Abortions can continue at Missouri’s lone clinic
ST. LOUIS (AP) — A Missouri commissioner on Friday ruled that the state’s only abortion clinic can continue providing the service at least until August as a fight over its license plays out, adding that there’s a “likelihood” that the clinic will succeed in the dispute.
Administrative Hearing Commissioner Sreenivasa Rao Dandamudi granted what’s called a “stay,” which will allow the St. Louis Planned Parenthood clinic to continue providing abortions past Friday.
The state health department last week refused to renew the clinic’s license, but a St. Louis judge issued a court order allowing the procedure to continue through Friday.
St. Louis Circuit Court Judge Michael Stelzer wrote in his ruling that the order would give Planned Parenthood time to take their case to the Administrative Hearing Commission, where Stelzer said the licensing fight must begin.

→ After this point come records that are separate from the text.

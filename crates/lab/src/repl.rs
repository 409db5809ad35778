//! Interactive session: current modes plus line commands.

use tokenize::{analyze, decode, TokenizationMode, TokenizeError, ValueMode};

use crate::render::{
    render_analysis, render_decoded, render_modes, render_symbols, EMPTY_TEXT_WARNING, EMPTY_VALUES_WARNING,
};

/// Help text printed by `:help`.
pub const HELP: &str = "\
Type text to tokenize and encode it with the current modes.
  :mode <character|word|subword>   switch tokenization mode
  :value <numeric|visual>          switch value representation
  :decode <v1,v2,...>              decode comma separated values
  :symbols                         show the visual symbol table
  :modes                           list modes
  :help                            this message
  quit | exit                      leave";

/// One parsed REPL line.
#[derive(Debug, Clone, PartialEq, Eq)]
pub enum Command {
    /// Leave the session.
    Quit,
    /// Print [`HELP`].
    Help,
    /// Print the symbol table.
    Symbols,
    /// Print the available modes.
    Modes,
    /// Switch tokenization mode.
    SetTokenMode(TokenizationMode),
    /// Switch value mode.
    SetValueMode(ValueMode),
    /// Decode the given values.
    Decode(String),
    /// Encode the given text.
    Encode(String),
}

impl Command {
    /// Parse a line. Lines not starting with `:` are text to encode, kept verbatim.
    pub fn parse(line: &str) -> Result<Self, TokenizeError> {
        let trimmed = line.trim();
        if trimmed.eq_ignore_ascii_case("quit") || trimmed.eq_ignore_ascii_case("exit") {
            return Ok(Self::Quit);
        }
        let Some(rest) = trimmed.strip_prefix(':') else {
            return Ok(Self::Encode(line.to_string()));
        };
        let (name, arg) = rest.split_once(char::is_whitespace).unwrap_or((rest, ""));
        let arg = arg.trim();
        match name {
            "help" | "h" => Ok(Self::Help),
            "symbols" => Ok(Self::Symbols),
            "modes" => Ok(Self::Modes),
            "mode" => arg.parse().map(Self::SetTokenMode),
            "value" => arg.parse().map(Self::SetValueMode),
            "decode" => Ok(Self::Decode(arg.to_string())),
            "quit" | "q" => Ok(Self::Quit),
            _ => Err(TokenizeError::UnknownMode(format!(":{name}"))),
        }
    }
}

/// Mode selection carried between lines.
#[derive(Debug, Clone, Copy, PartialEq, Eq)]
pub struct Session {
    /// Current tokenization mode.
    pub token_mode: TokenizationMode,
    /// Current value mode.
    pub value_mode: ValueMode,
}

impl Session {
    /// Start a session with the given modes.
    pub fn new(token_mode: TokenizationMode, value_mode: ValueMode) -> Self {
        Self { token_mode, value_mode }
    }

    /// Handle one input line. Returns `None` when the session should end.
    pub fn handle(&mut self, line: &str) -> Option<String> {
        let command = match Command::parse(line) {
            Ok(c) => c,
            Err(e) => return Some(format!("⚠️ {e} (try :help)")),
        };
        tracing::debug!(?command, "repl command");
        let output = match command {
            Command::Quit => return None,
            Command::Help => HELP.to_string(),
            Command::Symbols => render_symbols(),
            Command::Modes => render_modes(),
            Command::SetTokenMode(mode) => {
                self.token_mode = mode;
                format!("tokenization mode: {mode}")
            }
            Command::SetValueMode(mode) => {
                self.value_mode = mode;
                format!("value mode: {mode}")
            }
            Command::Decode(values) => self.decode(&values),
            Command::Encode(text) => self.encode(&text),
        };
        Some(output)
    }

    fn encode(&self, text: &str) -> String {
        match analyze(text, self.token_mode, self.value_mode) {
            Ok(analysis) => render_analysis(&analysis, self.value_mode),
            Err(e) => describe_error(&e, EMPTY_TEXT_WARNING),
        }
    }

    fn decode(&self, values: &str) -> String {
        match decode(values, self.token_mode, self.value_mode) {
            Ok(decoded) => render_decoded(&decoded),
            Err(e) => describe_error(&e, EMPTY_VALUES_WARNING),
        }
    }
}

/// User facing message for an engine error.
pub fn describe_error(err: &TokenizeError, empty_message: &str) -> String {
    match err {
        TokenizeError::EmptyInput => empty_message.to_string(),
        TokenizeError::UnsupportedOperation(_) => format!("🚧 {err}"),
        TokenizeError::UnknownMode(_) => format!("⚠️ {err}"),
    }
}

#[cfg(test)]
mod tests {
    use super::*;

    #[test]
    fn parses_commands() {
        assert_eq!(Command::parse("quit"), Ok(Command::Quit));
        assert_eq!(Command::parse(" EXIT "), Ok(Command::Quit));
        assert_eq!(Command::parse(":mode word"), Ok(Command::SetTokenMode(TokenizationMode::Word)));
        assert_eq!(Command::parse(":value emoji"), Ok(Command::SetValueMode(ValueMode::Visual)));
        assert_eq!(Command::parse(":decode 72, 105"), Ok(Command::Decode("72, 105".to_string())));
        assert_eq!(Command::parse(" Hi there "), Ok(Command::Encode(" Hi there ".to_string())));
    }

    #[test]
    fn rejects_unknown_commands_and_modes() {
        assert!(Command::parse(":frobnicate").is_err());
        assert!(Command::parse(":mode bpe").is_err());
    }

    #[test]
    fn session_switches_modes() {
        let mut session = Session::new(TokenizationMode::Character, ValueMode::Numeric);
        assert_eq!(session.handle(":mode subword").as_deref(), Some("tokenization mode: subword"));
        assert_eq!(session.token_mode, TokenizationMode::Subword);
        session.handle(":value visual");
        assert_eq!(session.value_mode, ValueMode::Visual);
    }

    #[test]
    fn session_reports_empty_and_unsupported() {
        let mut session = Session::new(TokenizationMode::Character, ValueMode::Visual);
        assert_eq!(session.handle("   ").as_deref(), Some(EMPTY_TEXT_WARNING));
        assert_eq!(session.handle(":decode").as_deref(), Some(EMPTY_VALUES_WARNING));
        let unsupported = session.handle(":decode 1,2").unwrap_or_default();
        assert!(unsupported.starts_with("🚧 not implemented"));
    }

    #[test]
    fn session_encodes_and_decodes() {
        let mut session = Session::new(TokenizationMode::Character, ValueMode::Numeric);
        let encoded = session.handle("Hi").unwrap_or_default();
        assert!(encoded.contains("[72, 105]"));
        assert_eq!(session.handle(":decode 72,105").as_deref(), Some("Decoded Text: Hi"));
        assert_eq!(session.handle("quit"), None);
    }
}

The Administrative Hearing Commission scheduled a hearing on whether the state was right to not renew the license Aug. 1 in St. Louis.
The state has said concerns about the clinic arose from inspections in March. Among the problems health department investigators have cited were three “failed abortions” requiring additional surgeries and another that led to life-threatening complications for the mother, The Associated Press previously reported , citing a now-sealed court filing.
The Department of Health and Senior Services wants to interview physicians involved in those abortions, including medical residents who no longer work there. Planned Parenthood has said it can’t force them to talk.
The interviews are a major sticking point in the fight over the clinic’s license, and attorneys for the health department wrote in legal filings to the commission that physicians’ refusal to talk “presents the final, critical obstacle.”
But Dandamudi wrote that the physicians’ stonewalling “in itself does not constitute a failure to comply with licensure requirements.”
“Because DHSS relies substantially on the lack of these interviews as grounds for denial, we find there is a likelihood that Petitioner will succeed in its claim,” Dandamudi wrote in his order granting a stay, referring to the clinic and its effort to stay open.
A spokesman for the Missouri Attorney General’s Office, which is representing the state in the dispute, in a Friday email said attorneys are reviewing the order to determine next steps.
Planned Parenthood has said Missouri is using the licensing process as a weapon aimed at halting abortions.
The organization and its supporters plan to celebrate Friday in St. Louis and unveil a banner that “sends a strong message” to Republican Gov. Mike Parson and the state’s health director.
“We are relieved to have this last-minute reprieve, which means patients can continue accessing safe, legal abortion at Planned Parenthood in St. Louis for the time being,” said Dr. Colleen McNicholas, an OB-GYN at Reproductive Health Services at Planned Parenthood of the St. Louis Region, in a statement.